Task details >> Among the entries below, which lines include the string "reason"? Show each one.

Data records >>
[Start of section]

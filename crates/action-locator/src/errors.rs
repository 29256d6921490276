//! Error types for the locator system

use pagepilot_core_types::{AutomationError, NodeId, SnapshotId};
use thiserror::Error;

/// Locator error enumeration.
#[derive(Debug, Error, Clone, PartialEq)]
pub enum LocatorError {
    /// Node id not present in the snapshot it was resolved against.
    #[error("node {node} is not part of snapshot {snapshot}")]
    UnknownNode { node: NodeId, snapshot: SnapshotId },

    /// An ancestor link is broken and the positional path cannot be built.
    #[error("ancestor chain of {node} is broken: {reason}")]
    BrokenChain { node: NodeId, reason: String },

    /// A path step has no matching live element.
    #[error("no live element for step {step} of {path}")]
    Stale { path: String, step: usize },
}

impl From<LocatorError> for AutomationError {
    fn from(err: LocatorError) -> Self {
        match err {
            LocatorError::UnknownNode { node, snapshot } => AutomationError::UnresolvableNode {
                node,
                reason: format!("absent from snapshot {}", snapshot.0),
            },
            LocatorError::BrokenChain { node, reason } => {
                AutomationError::UnresolvableNode { node, reason }
            }
            LocatorError::Stale { path, step } => AutomationError::StaleLocator { path, step },
        }
    }
}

[End of section]

Response to this task >>
    #[error("ancestor chain of {node} is broken: {reason}")]
    BrokenChain { node: NodeId, reason: String },
                reason: format!("absent from snapshot {}", snapshot.0),
            LocatorError::BrokenChain { node, reason } => {
                AutomationError::UnresolvableNode { node, reason }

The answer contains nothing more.